**How to complete this task**
In the records below, find each line with "trait" and copy it.

== Excerpted records

//! H-bridge motor driver for the two drive sides.
//!
//! Each side is wired to a pair of PWM channels (forward and backward). A
//! signed speed is split into a duty value on exactly one of the pair, staged
//! on the PWM peripheral through [`DutyOutput`] and then committed. Every
//! successful actuation records the current tick so the safety supervisor can
//! tell how long the car has gone without a command.

use embassy_time::{Duration, Instant};

use crate::utils::math::speed::clamp_speed;

/// Drive side of the differential-drive base.
#[derive(Debug, Clone, Copy, PartialEq, Eq)]
pub enum Side {
    Left,
    Right,
}

impl Side {
    /// The `(forward, backward)` channel pair wired to this side.
    pub const fn channels(self) -> (PwmChannel, PwmChannel) {
        match self {
            Side::Left => (PwmChannel::LeftForward, PwmChannel::LeftBackward),
            Side::Right => (PwmChannel::RightForward, PwmChannel::RightBackward),
        }
    }
}

/// PWM output channels of the H-bridge.
#[derive(Debug, Clone, Copy, PartialEq, Eq)]
pub enum PwmChannel {
    LeftForward = 0,
    LeftBackward = 1,
    RightForward = 2,
    RightBackward = 3,
}

impl PwmChannel {
    pub const ALL: [PwmChannel; 4] = [
        PwmChannel::LeftForward,
        PwmChannel::LeftBackward,
        PwmChannel::RightForward,
        PwmChannel::RightBackward,
    ];

    pub const fn index(self) -> usize {
        self as usize
    }
}

/// A single side's speed request, built per actuation and never stored.
#[derive(Debug, Clone, Copy, PartialEq, Eq)]
pub struct ActuatorCommand {
    pub side: Side,
    pub speed: i32,
}

impl ActuatorCommand {
    /// Duty values for this side's channel pair.
    ///
    /// The channel that ends up at zero comes first, so committing in this
    /// order never leaves both channels of a side energised.
    pub fn duties(self) -> [(PwmChannel, u8); 2] {
        let (forward, backward) = self.side.channels();
        let speed = clamp_speed(self.speed);
        let magnitude = speed.unsigned_abs() as u8;

        if speed < 0 {
            [(forward, 0), (backward, magnitude)]
        } else {
            [(backward, 0), (forward, magnitude)]
        }
    }
}

/// PWM peripheral accepting a staged duty per channel and a per-channel commit.
pub trait DutyOutput {
    type Error: core::fmt::Debug;

    /// Stage a new duty value (0..=255) for `channel`.
    fn set_duty(
        &mut self,
        channel: PwmChannel,
        duty: u8,
    ) -> Result<(), Self::Error>;

    /// Apply the staged duty of `channel` to the output.
    fn commit(
        &mut self,
        channel: PwmChannel,
    ) -> Result<(), Self::Error>;
}

/// Monotonic tick source.
pub trait Clock {
    fn now(&self) -> Instant;
}

/// [`Clock`] backed by the embassy time driver.
#[derive(Debug, Clone, Copy, Default)]
pub struct SystemClock;

impl Clock for SystemClock {
    fn now(&self) -> Instant {
        Instant::now()
    }
}

impl<C: Clock + ?Sized> Clock for &C {
    fn now(&self) -> Instant {
        (**self).now()
    }
}

/// Errors raised while pushing duty values to the PWM peripheral.
#[derive(Debug)]
pub enum DriveError<E: core::fmt::Debug> {
    /// Staging or committing a duty value failed on `channel`.
    PeripheralFault { channel: PwmChannel, source: E },
}

/// Last commanded speeds and the tick of the last successful actuation.
#[derive(Debug, Clone, Copy, PartialEq, Eq)]
pub struct MotorState {
    pub left_speed: i32,
    pub right_speed: i32,
    pub last_command_time: Instant,
}

impl MotorState {
    /// The `(forward, backward)` duty pair currently applied to `side`.
    pub fn duties(
        &self,
        side: Side,
    ) -> (u8, u8) {
        let speed = match side {
            Side::Left => self.left_speed,
            Side::Right => self.right_speed,
        };
        let magnitude = speed.unsigned_abs() as u8;
        if speed < 0 {
            (0, magnitude)
        } else {
            (magnitude, 0)
        }
    }
}

/// Owner of the PWM outputs and of [`MotorState`].
pub struct MotorDriver<P, C> {
    pwm: P,
    clock: C,
    state: MotorState,
}

impl<P, C> MotorDriver<P, C>
where
    P: DutyOutput,
    C: Clock,
{
    /// Create a driver at rest, stamped with the current tick.
    ///
    /// No duty is written here; call [`MotorDriver::stop`] to force the
    /// outputs to zero.
    pub fn new(
        pwm: P,
        clock: C,
    ) -> Self {
        let now = clock.now();
        Self {
            pwm,
            clock,
            state: MotorState {
                left_speed: 0,
                right_speed: 0,
                last_command_time: now,
            },
        }
    }

    /// Drive both sides with signed speeds, clamped to the PWM range.
    ///
    /// All four duties are staged, then committed. The state and timestamp
    /// only change once every commit succeeded.
    pub fn drive(
        &mut self,
        left_speed: i32,
        right_speed: i32,
    ) -> Result<(), DriveError<P::Error>> {
        let left = ActuatorCommand {
            side: Side::Left,
            speed: clamp_speed(left_speed),
        };
        let right = ActuatorCommand {
            side: Side::Right,
            speed: clamp_speed(right_speed),
        };

        let [l0, l1] = left.duties();
        let [r0, r1] = right.duties();
        let plan = [l0, l1, r0, r1];

        for &(channel, duty) in &plan {
            self.pwm
                .set_duty(channel, duty)
                .map_err(|source| DriveError::PeripheralFault { channel, source })?;
        }
        for &(channel, _) in &plan {
            self.pwm
                .commit(channel)
                .map_err(|source| DriveError::PeripheralFault { channel, source })?;
        }

        self.state.left_speed = left.speed;
        self.state.right_speed = right.speed;
        self.state.last_command_time = self.state.last_command_time.max(self.clock.now());

        tracing::info!(left = left.speed, right = right.speed, "motors driven");
        Ok(())
    }

    /// Zero duty on all four channels. Same as `drive(0, 0)`.
    pub fn stop(&mut self) -> Result<(), DriveError<P::Error>> {
        self.drive(0, 0)
    }

    /// Time since the last successful actuation.
    pub fn elapsed_since_command(&self) -> Duration {
        self.clock
            .now()
            .saturating_duration_since(self.state.last_command_time)
    }

    pub fn state(&self) -> MotorState {
        self.state
    }

    pub fn pwm(&self) -> &P {
        &self.pwm
    }

    #[cfg(test)]
    pub(crate) fn pwm_mut(&mut self) -> &mut P {
        &mut self.pwm
    }
}

#[cfg(test)]
mod tests {
    use super::*;
    use crate::utils::controllers::testing::{ManualClock, RecordingPwm};

    fn assert_exclusive_pairs(pwm: &RecordingPwm) {
        for side in [Side::Left, Side::Right] {
            let (fwd, bwd) = side.channels();
            assert!(
                pwm.applied(fwd) == 0 || pwm.applied(bwd) == 0,
                "{:?} has both channels live",
                side
            );
        }
    }

    #[test]
    fn test_drive_splits_sign_onto_channel_pair() {
        let clock = ManualClock::new(0);
        let mut motors = MotorDriver::new(RecordingPwm::default(), &clock);

        for (l, r) in [(255, -255), (-17, 0), (0, 120), (0, 0), (-255, 255)] {
            motors.drive(l, r).unwrap();
            let pwm = motors.pwm();
            assert_eq!(pwm.applied(PwmChannel::LeftForward), l.max(0) as u8);
            assert_eq!(pwm.applied(PwmChannel::LeftBackward), (-l).max(0) as u8);
            assert_eq!(pwm.applied(PwmChannel::RightForward), r.max(0) as u8);
            assert_eq!(pwm.applied(PwmChannel::RightBackward), (-r).max(0) as u8);
            assert_exclusive_pairs(pwm);
            assert_eq!(motors.state().duties(Side::Left), (l.max(0) as u8, (-l).max(0) as u8));
        }
    }

    #[test]
    fn test_drive_clamps_out_of_range_speeds() {
        let clock = ManualClock::new(0);
        let mut motors = MotorDriver::new(RecordingPwm::default(), &clock);

        motors.drive(1000, -1000).unwrap();

        let state = motors.state();
        assert_eq!((state.left_speed, state.right_speed), (255, -255));
        assert_eq!(motors.pwm().applied(PwmChannel::LeftForward), 255);
        assert_eq!(motors.pwm().applied(PwmChannel::RightBackward), 255);
    }

    #[test]
    fn test_zeroed_channel_commits_before_energised_one() {
        let clock = ManualClock::new(0);
        let mut motors = MotorDriver::new(RecordingPwm::default(), &clock);

        motors.drive(-50, 50).unwrap();

        assert_eq!(
            motors.pwm().commit_log(),
            &[
                PwmChannel::LeftForward,
                PwmChannel::LeftBackward,
                PwmChannel::RightBackward,
                PwmChannel::RightForward,
            ]
        );
    }

    #[test]
    fn test_drive_stamps_last_command_time() {
        let clock = ManualClock::new(500);
        let mut motors = MotorDriver::new(RecordingPwm::default(), &clock);
        assert_eq!(motors.state().last_command_time, Instant::from_millis(500));

        clock.advance(2_000);
        assert_eq!(motors.elapsed_since_command(), Duration::from_millis(2_000));

        motors.drive(10, 10).unwrap();
        assert_eq!(motors.state().last_command_time, Instant::from_millis(2_500));
        assert_eq!(motors.elapsed_since_command(), Duration::from_millis(0));
    }

    #[test]
    fn test_forward_then_stop_rests_at_zero() {
        let clock = ManualClock::new(0);
        let mut motors = MotorDriver::new(RecordingPwm::default(), &clock);

        for speed in [1, 99, 255, 4_000] {
            motors.drive(speed, speed).unwrap();
            motors.stop().unwrap();
            let state = motors.state();
            assert_eq!((state.left_speed, state.right_speed), (0, 0));
            for channel in PwmChannel::ALL {
                assert_eq!(motors.pwm().applied(channel), 0);
            }
        }
    }

    #[test]
    fn test_commit_fault_propagates_and_keeps_state() {
        let clock = ManualClock::new(0);
        let mut motors = MotorDriver::new(RecordingPwm::default(), &clock);
        motors.drive(80, 80).unwrap();

        clock.advance(3_000);
        motors.pwm_mut().fail_commits(true);
        let err = motors.drive(-80, -80).unwrap_err();

        assert!(matches!(
            err,
            DriveError::PeripheralFault {
                channel: PwmChannel::LeftForward,
                ..
            }
        ));
        let state = motors.state();
        assert_eq!((state.left_speed, state.right_speed), (80, 80));
        assert_eq!(state.last_command_time, Instant::from_millis(0));
    }
}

====

**Written reply**
pub trait DutyOutput {
pub trait Clock {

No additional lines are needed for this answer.